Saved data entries
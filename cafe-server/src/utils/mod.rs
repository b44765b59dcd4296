//! 工具模块 - 通用工具函数和类型
//!
//! # 内容
//!
//! - [`AppError`] - 应用错误类型 (from shared::error)
//! - [`ApiResponse`] - API 响应结构 (from shared::error)
//! - 日志初始化

pub mod error;
pub mod logger;

pub use error::{ApiResponse, AppError, AppResult, ErrorCategory, ErrorCode};
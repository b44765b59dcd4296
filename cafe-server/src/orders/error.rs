use crate::db::repository::RepoError;
use crate::loyalty::PointsError;
use rust_decimal::Decimal;
use shared::error::{AppError, ErrorCode};
use shared::models::OrderStatus;
use thiserror::Error;

/// Settlement and lifecycle errors
#[derive(Debug, Error)]
pub enum SettlementError {
    #[error("Cart is empty")]
    EmptyCart,

    #[error("Menu item not found: {0}")]
    ItemNotFound(i64),

    #[error("Menu item unavailable: {0}")]
    ItemUnavailable(i64),

    #[error("Invalid quantity {quantity} for menu item {menu_item_id}")]
    InvalidQuantity { menu_item_id: i64, quantity: i32 },

    #[error("Invalid unit price {unit_price} for menu item {menu_item_id}")]
    InvalidUnitPrice {
        menu_item_id: i64,
        unit_price: Decimal,
    },

    /// Order number still clashed after the retry
    #[error("Order number conflict: {0}")]
    ConflictOnIdentifier(String),

    #[error("Order not found: {0}")]
    OrderNotFound(String),

    #[error("Cannot move order from {from:?} to {to:?}")]
    InvalidStatusTransition { from: OrderStatus, to: OrderStatus },

    #[error(transparent)]
    Points(#[from] PointsError),

    #[error("Storage error: {0}")]
    Storage(#[from] RepoError),
}

impl SettlementError {
    /// Cart problems the caller must fix; never retried
    pub fn is_validation(&self) -> bool {
        matches!(
            self,
            SettlementError::EmptyCart
                | SettlementError::ItemNotFound(_)
                | SettlementError::ItemUnavailable(_)
                | SettlementError::InvalidQuantity { .. }
                | SettlementError::InvalidUnitPrice { .. }
        )
    }
}

impl From<sqlx::Error> for SettlementError {
    fn from(err: sqlx::Error) -> Self {
        SettlementError::Storage(err.into())
    }
}

impl From<SettlementError> for AppError {
    fn from(err: SettlementError) -> Self {
        match err {
            SettlementError::EmptyCart => AppError::new(ErrorCode::OrderEmpty),
            SettlementError::ItemNotFound(id) => {
                AppError::new(ErrorCode::MenuItemNotFound).with_detail("menu_item_id", id)
            }
            SettlementError::ItemUnavailable(id) => {
                AppError::new(ErrorCode::MenuItemUnavailable).with_detail("menu_item_id", id)
            }
            SettlementError::InvalidQuantity {
                menu_item_id,
                quantity,
            } => AppError::new(ErrorCode::InvalidQuantity)
                .with_detail("menu_item_id", menu_item_id)
                .with_detail("quantity", quantity),
            SettlementError::InvalidUnitPrice {
                menu_item_id,
                unit_price,
            } => AppError::new(ErrorCode::InvalidUnitPrice)
                .with_detail("menu_item_id", menu_item_id)
                .with_detail("unit_price", unit_price.to_string()),
            SettlementError::ConflictOnIdentifier(number) => {
                AppError::new(ErrorCode::OrderNumberConflict).with_detail("order_number", number)
            }
            SettlementError::OrderNotFound(key) => {
                AppError::new(ErrorCode::OrderNotFound).with_detail("order", key)
            }
            SettlementError::InvalidStatusTransition { from, to } => {
                AppError::new(ErrorCode::InvalidStatusTransition)
                    .with_detail("from", from.as_str())
                    .with_detail("to", to.as_str())
            }
            SettlementError::Points(e) => e.into(),
            SettlementError::Storage(e) => e.into(),
        }
    }
}

pub type SettlementResult<T> = Result<T, SettlementError>;

#[cfg(test)]
mod tests {
    use super::*;

    #[test]
    fn test_validation_errors_are_client_errors() {
        for err in [
            SettlementError::EmptyCart,
            SettlementError::ItemNotFound(1),
            SettlementError::InvalidQuantity {
                menu_item_id: 1,
                quantity: 0,
            },
        ] {
            assert!(err.is_validation());
            let app: AppError = err.into();
            assert!(app.http_status().is_client_error());
        }
    }

    #[test]
    fn test_conflict_and_points_mapping() {
        let app: AppError = SettlementError::ConflictOnIdentifier("CO202601010001".into()).into();
        assert_eq!(app.http_status().as_u16(), 409);

        let app: AppError = SettlementError::Points(PointsError::InsufficientBalance {
            requested: 200,
            available: 50,
        })
        .into();
        assert_eq!(app.code, ErrorCode::PointsInsufficient);
        assert!(!SettlementError::ConflictOnIdentifier(String::new()).is_validation());
    }
}
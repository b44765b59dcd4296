//! Error category classification

use super::codes::ErrorCode;
use serde::{Deserialize, Serialize};

/// Error category classification based on error code ranges
///
/// - 0xxx: General errors
/// - 4xxx: Order errors
/// - 5xxx: Points errors
/// - 6xxx: Menu errors
/// - everything else: System errors
#[derive(Debug, Clone, Copy, PartialEq, Eq, Hash, Serialize, Deserialize)]
#[serde(rename_all = "snake_case")]
pub enum ErrorCategory {
    /// General errors (0xxx)
    General,
    /// Order errors (4xxx)
    Order,
    /// Points / loyalty errors (5xxx)
    Points,
    /// Menu errors (6xxx)
    Menu,
    /// System errors (9xxx)
    System,
}

impl ErrorCategory {
    /// Determine category from error code value
    pub fn from_code(code: u16) -> Self {
        match code {
            0..1000 => Self::General,
            4000..5000 => Self::Order,
            5000..6000 => Self::Points,
            6000..7000 => Self::Menu,
            _ => Self::System,
        }
    }

    /// Get the string name for this category
    pub fn name(&self) -> &'static str {
        match self {
            Self::General => "general",
            Self::Order => "order",
            Self::Points => "points",
            Self::Menu => "menu",
            Self::System => "system",
        }
    }
}

impl ErrorCode {
    /// Get the category for this error code
    pub fn category(&self) -> ErrorCategory {
        ErrorCategory::from_code(self.code())
    }
}
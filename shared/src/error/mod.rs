//! Unified error system
//!
//! - [`ErrorCode`]: Standardized error codes for all error types
//! - [`ErrorCategory`]: Classification of errors by domain
//! - [`AppError`]: Rich error type with codes, messages, and details
//! - [`ApiResponse`]: Unified response envelope
//!
//! # Error Code Ranges
//!
//! - 0xxx: General errors
//! - 4xxx: Order errors
//! - 5xxx: Points errors
//! - 6xxx: Menu errors
//! - 9xxx: System errors
//!
//! # Example
//!
//! ```
//! use shared::error::{AppError, ErrorCode, ApiResponse};
//!
//! let err = AppError::new(ErrorCode::PointsInsufficient)
//!     .with_detail("requested", 200)
//!     .with_detail("available", 150);
//!
//! let response = ApiResponse::<()>::error(&err);
//! assert_eq!(response.code, Some(5002));
//! ```

mod category;
mod codes;
mod http;
mod types;

pub use category::ErrorCategory;
pub use codes::{ErrorCode, InvalidErrorCode};
pub use types::{ApiResponse, AppError, AppResult};
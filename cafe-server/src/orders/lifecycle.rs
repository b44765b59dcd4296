//! Order status lifecycle
//!
//! `pending -> preparing -> ready -> completed`, with cancellation allowed
//! from any non-terminal state. Cancelling does not touch the points ledger.

use super::error::{SettlementError, SettlementResult};
use crate::db::repository::order as order_repo;
use shared::models::{Order, OrderStatus};
use sqlx::SqlitePool;

/// Move an order to `next` if the lifecycle allows it
///
/// The write is a compare-and-set on the current status, so two staff
/// members advancing the same order cannot both succeed.
pub async fn update_status(pool: &SqlitePool, order_id: i64, next: OrderStatus) -> SettlementResult<Order> {
    let order = find(pool, order_id).await?;
    let current = order.status;

    if !current.can_transition_to(next) {
        return Err(SettlementError::InvalidStatusTransition { from: current, to: next });
    }

    if !order_repo::update_status(pool, order_id, current, next).await? {
        // Someone else moved it first; report against what is stored now
        let latest = find(pool, order_id).await?;
        tracing::debug!(order_id, from = ?current, to = ?next, actual = ?latest.status, "Lost status race");
        return Err(SettlementError::InvalidStatusTransition {
            from: latest.status,
            to: next,
        });
    }

    tracing::info!(
        order_number = %order.order_number,
        from = current.as_str(),
        to = next.as_str(),
        "Order status updated"
    );
    find(pool, order_id).await
}

async fn find(pool: &SqlitePool, order_id: i64) -> SettlementResult<Order> {
    order_repo::find_by_id(pool, order_id)
        .await?
        .ok_or_else(|| SettlementError::OrderNotFound(order_id.to_string()))
}
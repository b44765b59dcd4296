use std::path::PathBuf;

/// 服务配置 - 结算核心的所有配置项
///
/// # 环境变量
///
/// 所有配置项都可以通过环境变量覆盖 (启动时会先尝试加载 `.env`)：
///
/// | 环境变量 | 默认值 | 说明 |
/// |----------|--------|------|
/// | WORK_DIR | /var/lib/cafe | 工作目录 |
/// | DATABASE_PATH | {WORK_DIR}/cafe.db | SQLite 数据库文件 |
/// | LOG_LEVEL | info | 日志级别 |
/// | LOG_DIR | (无) | 日志文件目录，未设置时只输出到终端 |
/// | LOG_JSON | false | 是否输出 JSON 日志 |
/// | ENVIRONMENT | development | 运行环境 |
///
/// 积分兑换比例、最低兑换积分等属于业务政策常量，不在配置中。
#[derive(Debug, Clone)]
pub struct Config {
    /// 工作目录，存储数据库、日志等文件
    pub work_dir: String,
    /// SQLite 数据库文件路径
    pub database_path: String,
    pub log_level: String,
    pub log_dir: Option<String>,
    pub log_json: bool,
    /// 运行环境: development | staging | production
    pub environment: String,
}

impl Config {
    /// 从环境变量加载配置
    ///
    /// 如果环境变量未设置，使用默认值
    pub fn from_env() -> Self {
        let _ = dotenv::dotenv();

        let work_dir = std::env::var("WORK_DIR").unwrap_or_else(|_| "/var/lib/cafe".into());
        let database_path = std::env::var("DATABASE_PATH").unwrap_or_else(|_| {
            PathBuf::from(&work_dir)
                .join("cafe.db")
                .to_string_lossy()
                .into_owned()
        });

        Self {
            work_dir,
            database_path,
            log_level: std::env::var("LOG_LEVEL").unwrap_or_else(|_| "info".into()),
            log_dir: std::env::var("LOG_DIR").ok().filter(|d| !d.is_empty()),
            log_json: std::env::var("LOG_JSON")
                .ok()
                .and_then(|v| v.parse().ok())
                .unwrap_or(false),
            environment: std::env::var("ENVIRONMENT").unwrap_or_else(|_| "development".into()),
        }
    }

    /// 使用自定义工作目录，数据库放在其中
    ///
    /// 常用于测试场景
    pub fn with_work_dir(work_dir: impl Into<String>) -> Self {
        let work_dir = work_dir.into();
        let database_path = PathBuf::from(&work_dir)
            .join("cafe.db")
            .to_string_lossy()
            .into_owned();
        Self {
            work_dir,
            database_path,
            log_level: "info".into(),
            log_dir: None,
            log_json: false,
            environment: "development".into(),
        }
    }

    /// 是否生产环境
    pub fn is_production(&self) -> bool {
        self.environment == "production"
    }

    /// 是否开发环境
    pub fn is_development(&self) -> bool {
        self.environment == "development"
    }
}

impl Default for Config {
    fn default() -> Self {
        Self::from_env()
    }
}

How to complete this task:
For every line in the records above that holds "AppResult", add one, and report the sum alone.

Answer section:
2